▶ [EXERCISE REQUIREMENTS]:
Every line of the records below that has the word "endpoint" should be copied.

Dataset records
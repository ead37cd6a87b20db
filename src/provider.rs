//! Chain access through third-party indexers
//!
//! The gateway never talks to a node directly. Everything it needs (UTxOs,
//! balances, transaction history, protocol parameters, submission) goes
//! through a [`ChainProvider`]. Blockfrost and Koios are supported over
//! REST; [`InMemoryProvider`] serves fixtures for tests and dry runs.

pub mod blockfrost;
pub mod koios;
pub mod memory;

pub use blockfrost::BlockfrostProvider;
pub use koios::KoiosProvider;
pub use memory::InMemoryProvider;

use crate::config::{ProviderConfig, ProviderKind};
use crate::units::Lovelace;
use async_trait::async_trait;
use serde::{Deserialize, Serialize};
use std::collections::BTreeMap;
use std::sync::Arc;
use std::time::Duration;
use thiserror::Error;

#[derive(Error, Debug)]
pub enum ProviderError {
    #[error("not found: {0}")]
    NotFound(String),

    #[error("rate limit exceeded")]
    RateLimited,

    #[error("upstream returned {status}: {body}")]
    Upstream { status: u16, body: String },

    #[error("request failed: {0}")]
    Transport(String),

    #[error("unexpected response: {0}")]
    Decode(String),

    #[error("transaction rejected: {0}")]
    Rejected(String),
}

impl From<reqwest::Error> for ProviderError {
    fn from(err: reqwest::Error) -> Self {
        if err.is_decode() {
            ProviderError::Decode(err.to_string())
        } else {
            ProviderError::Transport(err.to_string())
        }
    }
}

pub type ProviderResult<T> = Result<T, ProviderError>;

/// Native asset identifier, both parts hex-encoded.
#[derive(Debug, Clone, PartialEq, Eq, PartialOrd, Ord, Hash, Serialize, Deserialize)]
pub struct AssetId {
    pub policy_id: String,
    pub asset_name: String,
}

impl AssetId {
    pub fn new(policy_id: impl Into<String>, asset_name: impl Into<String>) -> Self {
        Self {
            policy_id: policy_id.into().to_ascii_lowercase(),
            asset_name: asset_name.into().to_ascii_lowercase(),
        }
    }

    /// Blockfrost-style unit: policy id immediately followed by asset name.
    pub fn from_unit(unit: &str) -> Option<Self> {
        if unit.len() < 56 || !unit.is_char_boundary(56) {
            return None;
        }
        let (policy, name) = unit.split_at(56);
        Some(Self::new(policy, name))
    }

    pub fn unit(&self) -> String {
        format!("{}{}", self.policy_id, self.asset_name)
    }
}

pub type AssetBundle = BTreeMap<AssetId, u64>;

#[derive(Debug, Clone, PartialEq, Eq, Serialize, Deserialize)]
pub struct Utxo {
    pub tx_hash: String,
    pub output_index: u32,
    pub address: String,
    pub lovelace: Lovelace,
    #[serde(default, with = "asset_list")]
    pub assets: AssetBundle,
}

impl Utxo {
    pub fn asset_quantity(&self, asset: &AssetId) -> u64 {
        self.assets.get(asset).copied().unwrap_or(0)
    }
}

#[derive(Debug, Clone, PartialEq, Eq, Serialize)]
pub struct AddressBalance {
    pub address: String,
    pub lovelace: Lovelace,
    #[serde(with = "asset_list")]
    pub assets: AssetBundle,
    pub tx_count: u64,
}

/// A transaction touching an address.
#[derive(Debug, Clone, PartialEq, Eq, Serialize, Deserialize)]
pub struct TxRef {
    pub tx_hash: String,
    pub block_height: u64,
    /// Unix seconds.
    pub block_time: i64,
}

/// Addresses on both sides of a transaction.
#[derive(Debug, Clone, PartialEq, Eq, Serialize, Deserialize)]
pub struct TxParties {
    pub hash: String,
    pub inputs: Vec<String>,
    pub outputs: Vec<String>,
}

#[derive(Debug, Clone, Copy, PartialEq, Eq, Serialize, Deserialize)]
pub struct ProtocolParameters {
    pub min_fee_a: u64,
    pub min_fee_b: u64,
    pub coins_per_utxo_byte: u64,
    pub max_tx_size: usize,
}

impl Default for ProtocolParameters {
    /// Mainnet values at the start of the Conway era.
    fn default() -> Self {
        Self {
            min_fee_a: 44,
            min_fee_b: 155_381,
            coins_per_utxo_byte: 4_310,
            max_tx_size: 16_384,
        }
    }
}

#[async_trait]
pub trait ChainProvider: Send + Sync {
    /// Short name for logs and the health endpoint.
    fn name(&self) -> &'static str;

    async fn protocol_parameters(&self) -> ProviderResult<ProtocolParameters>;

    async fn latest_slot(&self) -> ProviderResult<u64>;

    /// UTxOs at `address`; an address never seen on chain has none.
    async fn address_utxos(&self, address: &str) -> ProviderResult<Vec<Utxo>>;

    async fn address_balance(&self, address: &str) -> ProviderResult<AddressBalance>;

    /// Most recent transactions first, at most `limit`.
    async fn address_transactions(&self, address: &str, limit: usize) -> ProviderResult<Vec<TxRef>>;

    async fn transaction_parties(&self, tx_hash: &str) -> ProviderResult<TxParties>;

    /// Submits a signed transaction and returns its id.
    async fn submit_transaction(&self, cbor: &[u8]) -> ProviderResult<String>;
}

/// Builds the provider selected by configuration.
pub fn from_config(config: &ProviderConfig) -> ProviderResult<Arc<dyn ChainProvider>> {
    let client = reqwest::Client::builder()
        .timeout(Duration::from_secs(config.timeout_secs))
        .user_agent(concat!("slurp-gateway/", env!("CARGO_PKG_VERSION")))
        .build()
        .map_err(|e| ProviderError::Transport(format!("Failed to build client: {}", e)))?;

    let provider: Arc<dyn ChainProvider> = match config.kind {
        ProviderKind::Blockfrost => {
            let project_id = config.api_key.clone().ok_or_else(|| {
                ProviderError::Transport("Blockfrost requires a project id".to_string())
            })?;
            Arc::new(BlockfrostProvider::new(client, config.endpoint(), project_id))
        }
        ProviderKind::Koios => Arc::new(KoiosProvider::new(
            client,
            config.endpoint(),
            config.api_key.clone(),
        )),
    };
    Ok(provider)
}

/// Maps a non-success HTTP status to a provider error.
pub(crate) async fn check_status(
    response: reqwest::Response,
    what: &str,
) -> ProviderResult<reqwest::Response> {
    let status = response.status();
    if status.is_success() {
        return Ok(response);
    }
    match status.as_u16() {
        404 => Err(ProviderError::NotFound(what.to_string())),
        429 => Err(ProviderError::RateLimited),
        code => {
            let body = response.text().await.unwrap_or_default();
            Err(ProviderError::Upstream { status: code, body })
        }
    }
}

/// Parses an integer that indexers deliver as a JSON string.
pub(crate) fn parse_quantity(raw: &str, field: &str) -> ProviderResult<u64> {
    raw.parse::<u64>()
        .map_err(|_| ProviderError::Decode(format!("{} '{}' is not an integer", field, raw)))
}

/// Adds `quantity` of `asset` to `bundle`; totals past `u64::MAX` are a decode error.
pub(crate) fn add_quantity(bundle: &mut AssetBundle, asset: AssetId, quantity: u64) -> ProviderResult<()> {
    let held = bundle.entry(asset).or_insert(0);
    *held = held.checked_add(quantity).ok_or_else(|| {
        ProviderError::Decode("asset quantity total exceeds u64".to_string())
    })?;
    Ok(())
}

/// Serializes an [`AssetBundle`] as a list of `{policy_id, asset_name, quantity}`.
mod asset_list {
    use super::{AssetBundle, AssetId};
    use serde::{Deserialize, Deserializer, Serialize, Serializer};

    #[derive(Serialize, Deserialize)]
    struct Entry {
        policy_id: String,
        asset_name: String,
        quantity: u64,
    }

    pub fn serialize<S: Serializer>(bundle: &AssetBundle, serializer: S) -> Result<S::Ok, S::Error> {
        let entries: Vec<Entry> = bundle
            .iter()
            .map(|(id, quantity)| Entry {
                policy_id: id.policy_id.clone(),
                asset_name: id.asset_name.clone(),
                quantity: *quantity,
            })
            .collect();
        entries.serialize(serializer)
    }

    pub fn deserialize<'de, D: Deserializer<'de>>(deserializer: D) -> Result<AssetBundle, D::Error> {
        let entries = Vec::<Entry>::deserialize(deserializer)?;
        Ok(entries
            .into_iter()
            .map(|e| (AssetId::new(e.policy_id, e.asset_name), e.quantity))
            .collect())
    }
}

▶ [EXERCISE RESPONSE]:
    /// Short name for logs and the health endpoint.
            Arc::new(BlockfrostProvider::new(client, config.endpoint(), project_id))
            config.endpoint(),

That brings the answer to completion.